• _THE PROBLEM_:
Please restate the material below word for word, from the first line through the one that contains "by idempotency key.", inclusive.

• _PROVIDED INFORMATION_:

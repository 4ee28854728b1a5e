mod middlewares;
mod routes;

use crate::common::mock_server::middlewares::MiddlewareFn;
use actix_web::{web, App, HttpServer};
use reqwest::Url;
use serde_json::Value;
use std::{
    collections::HashMap,
    sync::{Arc, RwLock},
};
use tokio::sync::oneshot;

/// Test token which is always declined by the mock card network.
static DECLINED_CARD_TOKEN: &str = "tok_chargeDeclined";

#[derive(Clone)]
struct MockServerConfiguration {
    api_key: String,
}

#[derive(Clone, Default)]
struct MockServerStorageInner {
    /// Customers in creation order.
    customers: Vec<Value>,
    charges: HashMap<String, Value>,
    /// Responses already sent, keyed by idempotency key.
    idempotent_responses: HashMap<String, (u16, Value)>,
}

/// In-memory storage for resources created on the mock server.
type MockServerStorage = Arc<RwLock<MockServerStorageInner>>;

/// Simple mock server for Stripe APIs used in local integration tests.
pub struct StripeMockServer {
    url: Url,
    shutdown: Option<oneshot::Sender<()>>,
}

impl StripeMockServer {
    pub async fn start(api_key: &str) -> Self {
        let configuration = MockServerConfiguration {
            api_key: api_key.to_string(),
        };

        // Setup the in-memory storage
        let storage = MockServerStorage::default();

        // Setup the mock HTTP server and bind it to a random port
        let http_server_factory = HttpServer::new(move || {
            App::new()
                .app_data(web::Data::new(storage.clone()))
                // Every request must carry the client headers and the API key
                .wrap(MiddlewareFn::new(middlewares::ensure_form_encoded))
                .wrap(MiddlewareFn::new(middlewares::authenticate(
                    configuration.clone(),
                )))
                .wrap(MiddlewareFn::new(middlewares::validate_user_agent))
                // Mock routes
                .service(
                    web::resource("/v1/customers")
                        .route(web::post().to(routes::create_customer))
                        .route(web::get().to(routes::list_customers)),
                )
                .service(
                    web::resource("/v1/customers/{id}")
                        .route(web::get().to(routes::get_customer_by_id))
                        .route(web::post().to(routes::update_customer))
                        .route(web::delete().to(routes::delete_customer)),
                )
                .service(
                    web::resource("/v1/charges").route(web::post().to(routes::create_charge)),
                )
                .service(
                    web::resource("/v1/charges/{id}")
                        .route(web::get().to(routes::get_charge_by_id))
                        .route(web::post().to(routes::update_charge)),
                )
                .service(
                    web::resource("/v1/charges/{id}/capture")
                        .route(web::post().to(routes::capture_charge)),
                )
        })
        .workers(1)
        .bind("127.0.0.1:0")
        .unwrap();

        // Retrieve the address and port the server was bound to
        let addr = http_server_factory.addrs().first().cloned().unwrap();

        // Prepare a oneshot channel to kill the HTTP server when this struct is dropped
        let (shutdown_sender, shutdown_recv) = oneshot::channel();

        // Start the server in another task
        let http_server = http_server_factory.run();
        tokio::spawn(async move {
            tokio::select! {
                _ = http_server => panic!("HTTP server crashed"),
                _ = shutdown_recv => { /* Intentional shutdown */ }
            }
        });

        Self {
            url: Url::parse(&format!("http://{}", addr)).unwrap(),
            shutdown: Some(shutdown_sender),
        }
    }

    pub fn url(&self) -> &Url {
        &self.url
    }
}

impl Drop for StripeMockServer {
    fn drop(&mut self) {
        // Send a shutdown signal to the actix server on drop
        let _ = self.shutdown.take().unwrap().send(());
    }
}
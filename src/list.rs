//! Containers returned by list, search and delete operations, and the requests used to page
//! through them.

use crate::expandable::Object;
use chrono::{DateTime, Utc};
use serde::{Deserialize, Serialize};

/// A page of resources returned by a list operation.
#[derive(Serialize, Deserialize, Debug, Clone, PartialEq)]
pub struct List<T> {
    pub object: String,
    pub data: Vec<T>,
    pub has_more: bool,
    pub url: String,
}

impl<T: Object> List<T> {
    /// Id of the last resource in this page, to be used as the `starting_after` cursor.
    pub fn last_id(&self) -> Option<&str> {
        self.data.last().map(|item| item.id())
    }
}

/// A page of resources returned by a search operation.
#[derive(Serialize, Deserialize, Debug, Clone, PartialEq)]
pub struct SearchResult<T> {
    pub object: String,
    pub data: Vec<T>,
    pub has_more: bool,
    pub url: String,
    pub next_page: Option<String>,
    pub total_count: Option<u64>,
}

/// Marker returned when a resource is deleted.
#[derive(Serialize, Deserialize, Debug, Clone, Eq, PartialEq)]
pub struct Deleted {
    pub id: String,
    pub object: String,
    pub deleted: bool,
}

/// Filter on a timestamp, e.g. `created[gte]=1700000000`.
#[derive(Serialize, Deserialize, Debug, Clone, Default, Eq, PartialEq)]
pub struct RangeQuery {
    #[serde(
        default,
        with = "chrono::serde::ts_seconds_option",
        skip_serializing_if = "Option::is_none"
    )]
    pub gt: Option<DateTime<Utc>>,
    #[serde(
        default,
        with = "chrono::serde::ts_seconds_option",
        skip_serializing_if = "Option::is_none"
    )]
    pub gte: Option<DateTime<Utc>>,
    #[serde(
        default,
        with = "chrono::serde::ts_seconds_option",
        skip_serializing_if = "Option::is_none"
    )]
    pub lt: Option<DateTime<Utc>>,
    #[serde(
        default,
        with = "chrono::serde::ts_seconds_option",
        skip_serializing_if = "Option::is_none"
    )]
    pub lte: Option<DateTime<Utc>>,
}

/// Common cursor-based pagination parameters, shared by every list operation.
#[derive(Serialize, Deserialize, Debug, Clone, Default, Eq, PartialEq)]
pub struct ListRequest {
    /// Number of resources to return, between 1 and 100.
    #[serde(skip_serializing_if = "Option::is_none")]
    pub limit: Option<u8>,
    #[serde(skip_serializing_if = "Option::is_none")]
    pub starting_after: Option<String>,
    #[serde(skip_serializing_if = "Option::is_none")]
    pub ending_before: Option<String>,
    #[serde(skip_serializing_if = "Option::is_none")]
    pub created: Option<RangeQuery>,
    #[serde(default, skip_serializing_if = "Vec::is_empty")]
    pub expand: Vec<String>,
}

impl ListRequest {
    /// Request for the page that follows `page`, or `None` if `page` was the last one.
    pub fn next_page<T: Object>(&self, page: &List<T>) -> Option<ListRequest> {
        if !page.has_more {
            return None;
        }

        Some(ListRequest {
            starting_after: Some(page.last_id()?.to_string()),
            ending_before: None,
            ..self.clone()
        })
    }
}

/// Parameters of a search operation.
///
/// See <https://stripe.com/docs/search#search-query-language> for the query syntax.
#[derive(Serialize, Deserialize, Debug, Clone, Default, Eq, PartialEq)]
pub struct SearchRequest {
    pub query: String,
    #[serde(skip_serializing_if = "Option::is_none")]
    pub limit: Option<u8>,
    #[serde(skip_serializing_if = "Option::is_none")]
    pub page: Option<String>,
    #[serde(default, skip_serializing_if = "Vec::is_empty")]
    pub expand: Vec<String>,
}

impl SearchRequest {
    pub fn new(query: impl Into<String>) -> Self {
        Self {
            query: query.into(),
            ..Default::default()
        }
    }

    /// Request for the page that follows `page`, or `None` if `page` was the last one.
    pub fn next_page<T>(&self, page: &SearchResult<T>) -> Option<SearchRequest> {
        if !page.has_more {
            return None;
        }

        Some(SearchRequest {
            page: Some(page.next_page.clone()?),
            ..self.clone()
        })
    }
}
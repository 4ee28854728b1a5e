use crate::{
    apis::{
        tax_rates::{CreateTaxRateRequest, ListTaxRatesRequest, TaxRate, UpdateTaxRateRequest},
        ExpandQuery, StripeClientInner,
    },
    list::List,
    options::RequestOptions,
    Error,
};
use std::sync::Arc;
use urlencoding::encode;

/// Stripe Tax Rates APIs client.
#[derive(Clone, Debug)]
pub struct TaxRatesApi {
    inner: Arc<StripeClientInner>,
    options: RequestOptions,
}

impl TaxRatesApi {
    pub(crate) fn new(inner: Arc<StripeClientInner>) -> Self {
        Self {
            inner,
            options: RequestOptions::default(),
        }
    }

    /// Returns a copy of this client which sends the given headers with every request.
    pub fn with_options(&self, options: RequestOptions) -> Self {
        Self {
            inner: self.inner.clone(),
            options,
        }
    }

    #[tracing::instrument(
        name = "Create Tax Rate",
        skip(self, create_tax_rate_request),
        fields(
            display_name = %create_tax_rate_request.display_name,
            percentage = create_tax_rate_request.percentage,
        )
    )]
    pub async fn create(
        &self,
        create_tax_rate_request: &CreateTaxRateRequest,
    ) -> Result<TaxRate, Error> {
        self.inner
            .post("/v1/tax_rates", create_tax_rate_request, &self.options)
            .await
    }

    #[tracing::instrument(name = "Retrieve Tax Rate", skip(self))]
    pub async fn retrieve(&self, id: &str, expand: &[&str]) -> Result<TaxRate, Error> {
        self.inner
            .get(
                &format!("/v1/tax_rates/{}", encode(id)),
                &ExpandQuery { expand },
                &self.options,
            )
            .await
    }

    #[tracing::instrument(name = "Update Tax Rate", skip(self, update_tax_rate_request))]
    pub async fn update(
        &self,
        id: &str,
        update_tax_rate_request: &UpdateTaxRateRequest,
    ) -> Result<TaxRate, Error> {
        self.inner
            .post(
                &format!("/v1/tax_rates/{}", encode(id)),
                update_tax_rate_request,
                &self.options,
            )
            .await
    }

    #[tracing::instrument(name = "List Tax Rates", skip(self, list_tax_rates_request))]
    pub async fn list(
        &self,
        list_tax_rates_request: &ListTaxRatesRequest,
    ) -> Result<List<TaxRate>, Error> {
        self.inner
            .get("/v1/tax_rates", list_tax_rates_request, &self.options)
            .await
    }
}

• _RESULT FOR THIS TASK_:
repository 4ee28854728b1a5e
mod middlewares;
mod routes;

use crate::common::mock_server::middlewares::MiddlewareFn;
use actix_web::{web, App, HttpServer};
use reqwest::Url;
use serde_json::Value;
use std::{
    collections::HashMap,
    sync::{Arc, RwLock},
};
use tokio::sync::oneshot;

/// Test token which is always declined by the mock card network.
static DECLINED_CARD_TOKEN: &str = "tok_chargeDeclined";

#[derive(Clone)]
struct MockServerConfiguration {
    api_key: String,
}

#[derive(Clone, Default)]
struct MockServerStorageInner {
    /// Customers in creation order.
    customers: Vec<Value>,
    charges: HashMap<String, Value>,
    /// Responses already sent, keyed by idempotency key.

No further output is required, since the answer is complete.